Local businesses navigate through uncharted territory
With the global pandemic creating massive uncertainty for many, it's been a harrowing past six weeks for local business owners.
Traci Cliffman, owner of Kitchen Essentials, discussed the ramifications of the pandemic on area businesses.
"It's been a setback for all the small businesses due to the restrictions and the stay-at-home order," Cliffman told the Daily Mail.
Now offering curbside service, Kitchen Essentials also allows customers into the store, but Cliffman has limited the total number who can be in the store at one time.
"I'm allowed to have a minimal amount of people in the store," she said. "Ninety-five percent of our business is done curbside."
Cliffman, who opened Kitchen Essentials in the summer of 2014, has been doing everything possible to adapt to the ever-changing landscape.
"Since all of this has started I’ve changed what I’m doing and what my hours are several times — just trying to figure out the right thing to do, what is best for everybody,” she said. “But as a small business, we still have our expenses. It’s honestly a day-to-day basis, you try to figure out what you should do.”
While some in the public realm are questioning what precisely constitutes an essential business, Cliffman’s company offers products relevant to the crisis. Tea, for example, can help with stress and allergies, as well as boost one’s immunity.
“I had one gentleman who said ‘I’m so glad you’re open, I didn’t think you would be, I need my tea.’ He drinks immunity tea.”
Cliffman said she deliberated on whether or not to stay open at the onset of the pandemic.
“It’s just hard to know what to do,» she said. «That was in my debates, of, ‘do I open, do I close?’ It’s just so hard to know.”
Cliffman indicated curbside pickup has been quite the revelation. Prior to the pandemic, it’s not something she offered. She began by offering it during a two-hour window in the morning, and then another two-hour window in the afternoon. Steadily growing in popularity, Cliffman said she plans on keeping it around for the foreseeable future.
“I’ve been thinking about that in my mind, that this has worked so well, I think it might be something actually that we just continue to offer,” she said.
Cliffman said many Kitchen Essential products are posted on the company’s Facebook page. After viewing those items, customers can place a curbside pickup order via calling the store, FB messaging, or by email. Cliffman said customers can pay by phone prior to pick up, or when they arrive out in front of the store. Customers who opt for curbside pickup generally do it for the benefit of limited contact. Cliffman said the only contact they would have with a curbside pickup customer is to take the payment from them.
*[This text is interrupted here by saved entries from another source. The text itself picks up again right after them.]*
//! Isolated environment for CLI integration tests.
//!
//! Every world owns a temp directory holding the workspace (`reportkit.toml`
//! plus the SQLite database) so tests never touch the user's data dir.

use anyhow::Result;
use assert_cmd::Command;
use reportkit_store::{Backend, SqliteBackend};
use reportkit_types::Schema;
use std::collections::HashMap;
use std::path::{Path, PathBuf};
use std::sync::Arc;
use tempfile::TempDir;

const CONFIG_FILE: &str = "reportkit.toml";
const DATABASE_FILE: &str = "reportkit.db";

pub struct TestWorld {
    temp_dir: TempDir,
    data_dir: PathBuf,
    env_vars: HashMap<String, String>,
}

impl Default for TestWorld {
    fn default() -> Self {
        Self::new()
    }
}

impl TestWorld {
    pub fn new() -> Self {
        let temp_dir = TempDir::new().expect("Failed to create temp dir");
        let data_dir = temp_dir.path().join(".reportkit");
        std::fs::create_dir_all(&data_dir).expect("Failed to create data dir");

        Self {
            temp_dir,
            data_dir,
            env_vars: HashMap::new(),
        }
    }

    pub fn data_dir(&self) -> &Path {
        &self.data_dir
    }

    pub fn temp_dir(&self) -> &Path {
        self.temp_dir.path()
    }

    pub fn database_path(&self) -> PathBuf {
        self.data_dir.join(DATABASE_FILE)
    }

    /// Set an environment variable for CLI execution.
    pub fn with_env(mut self, key: impl Into<String>, value: impl Into<String>) -> Self {
        self.env_vars.insert(key.into(), value.into());
        self
    }

    /// Write `reportkit.toml` into the data dir.
    pub fn with_config(self, toml: &str) -> Self {
        std::fs::write(self.data_dir.join(CONFIG_FILE), toml).expect("Failed to write config");
        self
    }

    /// Open the workspace database with `schemas` registered, for seeding.
    pub fn open_backend(&self, schemas: &[Arc<Schema>]) -> Result<SqliteBackend> {
        let backend = SqliteBackend::open(&self.database_path())?;
        for schema in schemas {
            backend.register(schema.clone())?;
        }
        Ok(backend)
    }

    /// Configure a CLI command with this world's data dir and env vars.
    pub fn configure_command<'a>(&self, cmd: &'a mut Command) -> &'a mut Command {
        cmd.arg("--data-dir").arg(self.data_dir());
        cmd.current_dir(self.temp_dir.path());
        for (key, value) in &self.env_vars {
            cmd.env(key, value);
        }
        cmd
    }

    /// Run the `reportkit` binary inside this world.
    #[allow(deprecated)]
    pub fn run(&self, args: &[&str]) -> Result<CliResult> {
        let mut cmd = Command::cargo_bin("reportkit")
            .map_err(|e| anyhow::anyhow!("Failed to find reportkit binary: {}", e))?;
        self.configure_command(&mut cmd);
        cmd.args(args);
        let output = cmd.output()?;

        Ok(CliResult {
            status: output.status,
            stdout: String::from_utf8_lossy(&output.stdout).to_string(),
            stdout_bytes: output.stdout,
            stderr: String::from_utf8_lossy(&output.stderr).to_string(),
        })
    }
}

#[derive(Debug)]
pub struct CliResult {
    pub status: std::process::ExitStatus,
    pub stdout: String,
    pub stdout_bytes: Vec<u8>,
    pub stderr: String,
}

impl CliResult {
    pub fn success(&self) -> bool {
        self.status.success()
    }

    pub fn stdout(&self) -> &str {
        &self.stdout
    }

    pub fn stderr(&self) -> &str {
        &self.stderr
    }
}
pub mod cache;
pub mod list;
pub mod render;
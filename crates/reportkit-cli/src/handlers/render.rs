use anyhow::{Context, Result, anyhow, bail};
use reportkit_engine::filtering::{FieldInput, FormField};
use reportkit_engine::{FilterForm, FormOptions, Report, Submission};
use reportkit_runtime::Runtime;
use std::io::Write;
use std::path::PathBuf;

const EXTRAS_PREFIX: &str = "_extras_";

pub struct RenderRequest {
    pub report: String,
    pub format: String,
    pub filters: Vec<String>,
    pub order_by: Option<String>,
    pub group_by: Option<String>,
    pub output: Option<PathBuf>,
}

impl RenderRequest {
    fn refines(&self) -> bool {
        !self.filters.is_empty() || self.order_by.is_some() || self.group_by.is_some()
    }
}

pub fn handle(runtime: &Runtime, request: RenderRequest) -> Result<()> {
    let report = runtime.registry().build(&request.report)?;
    let report = if request.refines() {
        refine(&report, &request)?
    } else {
        report
    };

    let bytes = report.render(&request.format)?;
    match &request.output {
        Some(path) => {
            std::fs::write(path, &bytes)
                .with_context(|| format!("Failed to write {}", path.display()))?;
            tracing::info!(report = %request.report, path = %path.display(), bytes = bytes.len(), "report written");
        }
        None => {
            let mut stdout = std::io::stdout().lock();
            stdout.write_all(&bytes)?;
            stdout.flush()?;
        }
    }
    Ok(())
}

/// Push command-line filters, ordering and grouping through the report's
/// filter form, the same path an interactive submission takes.
fn refine(report: &Report, request: &RenderRequest) -> Result<Report> {
    let choice = |value: &Option<String>| -> Vec<(String, String)> {
        value.iter().map(|v| (v.clone(), v.clone())).collect()
    };
    let mut form = FilterForm::for_report(
        report,
        FormOptions {
            order_by: choice(&request.order_by),
            group_by: choice(&request.group_by),
            ..FormOptions::default()
        },
    );

    let mut submission = Submission::new();
    for raw in &request.filters {
        let (key, value) = raw
            .split_once('=')
            .ok_or_else(|| anyhow!("Invalid filter '{}': expected KEY=VALUE", raw))?;
        let key = key.trim().replace('.', "__");
        if key.starts_with(EXTRAS_PREFIX) && form.field(&key).is_none() {
            form = form.with_field(FormField::new(
                key.as_str(),
                key.as_str(),
                FieldInput::Passthrough,
            ));
        }
        let Some(field) = form.field(&key) else {
            let available: Vec<&str> = form.lookup_fields().map(|f| f.name.as_str()).collect();
            bail!(
                "Unknown filter '{}' for report '{}' (available: {})",
                key,
                request.report,
                if available.is_empty() {
                    "none".to_string()
                } else {
                    available.join(", ")
                }
            );
        };
        let submitted = field.parse(value).map_err(|msg| anyhow!(msg))?;
        submission.set(key, submitted);
    }

    if let Some(order_by) = &request.order_by {
        submission.set("_report_order_by", order_by.as_str());
    }
    if let Some(group_by) = &request.group_by {
        match group_by.split_once(',') {
            Some((group, _)) if !group.trim().is_empty() => {}
            _ => bail!("Invalid --group-by '{}': expected GROUP,ORDER", group_by),
        }
        submission.set("_report_group_by", group_by.as_str());
    }

    Ok(form.translate(&submission).apply(report)?)
}
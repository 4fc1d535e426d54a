use predicates::prelude::*;
use reportkit_testing::fixtures::{insert_simple, seed_users};
use reportkit_testing::{DemoSchemas, TestWorld};

const WORKSPACE: &str = r##"
[cache]
backend = "sqlite"

[[collections]]
id = "app.SimpleDemoModel"
table = "app_simpledemomodel"
fields = [
    { name = "char", kind = "char", label = "Character" },
    { name = "integer1", kind = "integer", label = "Integer #1" },
    { name = "integer2", kind = "integer", label = "Integer #2" },
    { name = "boolean", kind = "boolean", label = "Boolean" },
]

[[collections]]
id = "auth.User"
table = "auth_user"
display = "{username}"
fields = [
    { name = "username", kind = "char" },
    { name = "first_name", kind = "char" },
    { name = "last_name", kind = "char" },
    { name = "is_staff", kind = "boolean", label = "staff status" },
    { name = "date_joined", kind = "date" },
]

[[reports]]
name = "simple"
title = "Simple"
collection = "app.SimpleDemoModel"
list_display = ["char", "integer1", "integer2"]
list_filter = ["char", "integer1"]
column_totals = ["integer1"]

[[reports]]
name = "staff"
collection = "auth.User"
columns = ["username", { attr = "is_staff", widget = "yes_no" }]
"##;

fn seeded_world() -> anyhow::Result<(TestWorld, DemoSchemas)> {
    let world = TestWorld::new().with_config(WORKSPACE);
    let schemas = DemoSchemas::new();
    let backend = world.open_backend(&schemas.all())?;
    insert_simple(&backend, &schemas, "abc", 10, 20)?;
    insert_simple(&backend, &schemas, "def", 1, 2)?;
    seed_users(&backend, &schemas)?;
    Ok((world, schemas))
}

fn csv_lines(stdout: &str) -> Vec<String> {
    stdout.lines().map(|line| line.trim_end_matches('\r').to_string()).collect()
}

#[test]
fn test_list_shows_configured_reports() -> anyhow::Result<()> {
    let world = TestWorld::new().with_config(WORKSPACE);
    let result = world.run(&["list"])?;

    assert!(result.success(), "stderr: {}", result.stderr());
    assert!(predicate::str::is_match(r"simple\s+app\.SimpleDemoModel")?.eval(result.stdout()));
    assert!(predicate::str::is_match(r"staff\s+auth\.User")?.eval(result.stdout()));
    Ok(())
}

#[test]
fn test_list_without_config() -> anyhow::Result<()> {
    let world = TestWorld::new();
    let result = world.run(&["list"])?;

    assert!(result.success());
    assert!(result.stdout().contains("No reports configured"));
    Ok(())
}

#[test]
fn test_render_csv() -> anyhow::Result<()> {
    let (world, _) = seeded_world()?;
    let result = world.run(&["render", "simple", "--format", "csv"])?;

    assert!(result.success(), "stderr: {}", result.stderr());
    insta::assert_snapshot!(csv_lines(result.stdout()).join("\n"), @r"
    #,Character,Integer #1,Integer #2
    1,abc,10,20
    2,def,1,2
    ");
    Ok(())
}

#[test]
fn test_render_with_filter_and_ordering() -> anyhow::Result<()> {
    let (world, _) = seeded_world()?;

    let filtered = world.run(&["render", "simple", "--format", "csv", "--filter", "integer1=10"])?;
    assert!(filtered.success(), "stderr: {}", filtered.stderr());
    assert_eq!(csv_lines(filtered.stdout())[1..], ["1,abc,10,20"]);

    let ordered = world.run(&["render", "simple", "--format", "csv", "--order-by", "integer1"])?;
    assert!(ordered.success(), "stderr: {}", ordered.stderr());
    assert_eq!(csv_lines(ordered.stdout())[1..], ["1,def,1,2", "2,abc,10,20"]);
    Ok(())
}

#[test]
fn test_render_grouped_html() -> anyhow::Result<()> {
    let (world, _) = seeded_world()?;
    let result = world.run(&["render", "staff", "--group-by", "is_staff,username"])?;

    assert!(result.success(), "stderr: {}", result.stderr());
    let html = result.stdout();
    let no = html.find("<th colspan=\"2\">False</th>");
    let yes = html.find("<th colspan=\"2\">True</th>");
    assert!(matches!((no, yes), (Some(no), Some(yes)) if no < yes));
    assert!(html.contains(">Yes</td>"));
    Ok(())
}

#[test]
fn test_render_xlsx_to_file() -> anyhow::Result<()> {
    let (world, _) = seeded_world()?;
    let output = world.temp_dir().join("simple.xlsx");
    let result = world.run(&[
        "render",
        "simple",
        "--format",
        "xlsx",
        "--output",
        output.to_str().unwrap_or_default(),
    ])?;

    assert!(result.success(), "stderr: {}", result.stderr());
    assert!(result.stdout_bytes.is_empty());
    assert!(std::fs::read(&output)?.starts_with(b"PK"));
    Ok(())
}

#[test]
fn test_render_errors() -> anyhow::Result<()> {
    let (world, _) = seeded_world()?;

    let unknown_report = world.run(&["render", "nope"])?;
    assert!(!unknown_report.success());
    assert!(unknown_report.stderr().contains("Unknown report: nope"));

    let unknown_filter = world.run(&["render", "simple", "--filter", "colour=red"])?;
    assert!(!unknown_filter.success());
    assert!(unknown_filter.stderr().contains("Unknown filter 'colour'"));
    assert!(unknown_filter.stderr().contains("char, integer1"));

    let bad_value = world.run(&["render", "simple", "--filter", "integer1=ten"])?;
    assert!(!bad_value.success());
    assert!(bad_value.stderr().contains("Integer #1"));

    let unknown_format = world.run(&["render", "simple", "--format", "pdf"])?;
    assert!(!unknown_format.success());
    assert!(unknown_format.stderr().starts_with("Error: "));
    Ok(())
}

#[test]
fn test_cache_flush_picks_up_outside_writes() -> anyhow::Result<()> {
    let (world, schemas) = seeded_world()?;
    let rows = |world: &TestWorld| -> anyhow::Result<usize> {
        let result = world.run(&["render", "simple", "--format", "csv"])?;
        assert!(result.success(), "stderr: {}", result.stderr());
        Ok(csv_lines(result.stdout()).len() - 1)
    };
    assert_eq!(rows(&world)?, 2);

    // Writes from another process do not reach this workspace's counters.
    let backend = world.open_backend(&schemas.all())?;
    insert_simple(&backend, &schemas, "ghi", 5, 6)?;
    assert_eq!(rows(&world)?, 2);

    let flushed = world.run(&["cache", "flush"])?;
    assert!(flushed.success());
    assert!(flushed.stdout().contains("Cache flushed"));
    assert_eq!(rows(&world)?, 3);
    Ok(())
}

#[test]
fn test_cache_reset() -> anyhow::Result<()> {
    let world = TestWorld::new().with_config(WORKSPACE);

    let reset = world.run(&["cache", "reset", "auth.User"])?;
    assert!(reset.success(), "stderr: {}", reset.stderr());
    assert!(reset.stdout().contains("Generation reset for auth.User"));

    let unknown = world.run(&["cache", "reset", "auth.Nope"])?;
    assert!(!unknown.success());
    assert!(unknown.stderr().contains("Unknown collection: auth.Nope"));
    Ok(())
}
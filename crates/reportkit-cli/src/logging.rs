use crate::types::LogLevel;
use tracing_subscriber::EnvFilter;

/// Install the stderr subscriber. `RUST_LOG` overrides `level`.
pub fn init(level: LogLevel) {
    let filter =
        EnvFilter::try_from_default_env().unwrap_or_else(|_| EnvFilter::new(level.to_string()));
    let _ = tracing_subscriber::fmt()
        .with_env_filter(filter)
        .with_writer(std::io::stderr)
        .with_target(false)
        .try_init();
}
“Most of the time we just set their purchases in the car, we don’t even have that contact, besides them handing us the check or money,” she said.
Cliffman said coffee, herbal teas, locally produced honey, and cookware are among her top-selling products. “There are certain teas that will help with stress. And, obviously, this has been a stressful time for everybody.”
Missouri Governor Mike Parson has recently begun touting his “Show-Me-Strong” recovery plan, a phased re-opening of the economy. Restrictions were already set to be lifted May 4 on gyms, barbershops, and beauty salons. Cliffman said an easing of restrictions likely will not impact her current operations.
“Right now I’m not going to change anything, as far as even letting more people inside the store,” she said. “I will have to look at it at that time (May 4), and honestly see what is recommended by our county and city leaders.”
Cliffman said she has stringently adhered to safety guidelines and precautions.
“We always disinfect our door and the credit card machine on the counter with sanitary wipes. And I do have hand sanitizer up by the register. We also wipe down, after every few people come in.”
Mark Hedges, who owns local business Chair Mart, has also managed to keep his door open through the midst of the pandemic.
“I’ve been utilizing my website, where people can take advantage of that to do orders,” he said. “We definitely aren’t having the foot-traffic we normally do, by any means. But we have still been selling some stuff, and utilizing our videos (posted to FB page) and website.”
Hedges said there’s typically never more than one customer in his store at any given time, noting that he’s well within the state-mandated guidelines of no gatherings of 10 or more people. “We’re trying to take our precautions and keep everything clean here.”
Added Hedges: “I’m hopeful they can get (the economy) back and going. Because it definitely puts a hurt on small businesses. When you can’t get out, people aren’t out buying stuff.”
Hedges said his company is still delivering furniture to customers, but is practicing social distancing while doing so. Hedges also mentioned that he’s been keeping his employees busy with various projects, such as painting the store, which has helped avoid a cut-back in hours and potential layoffs.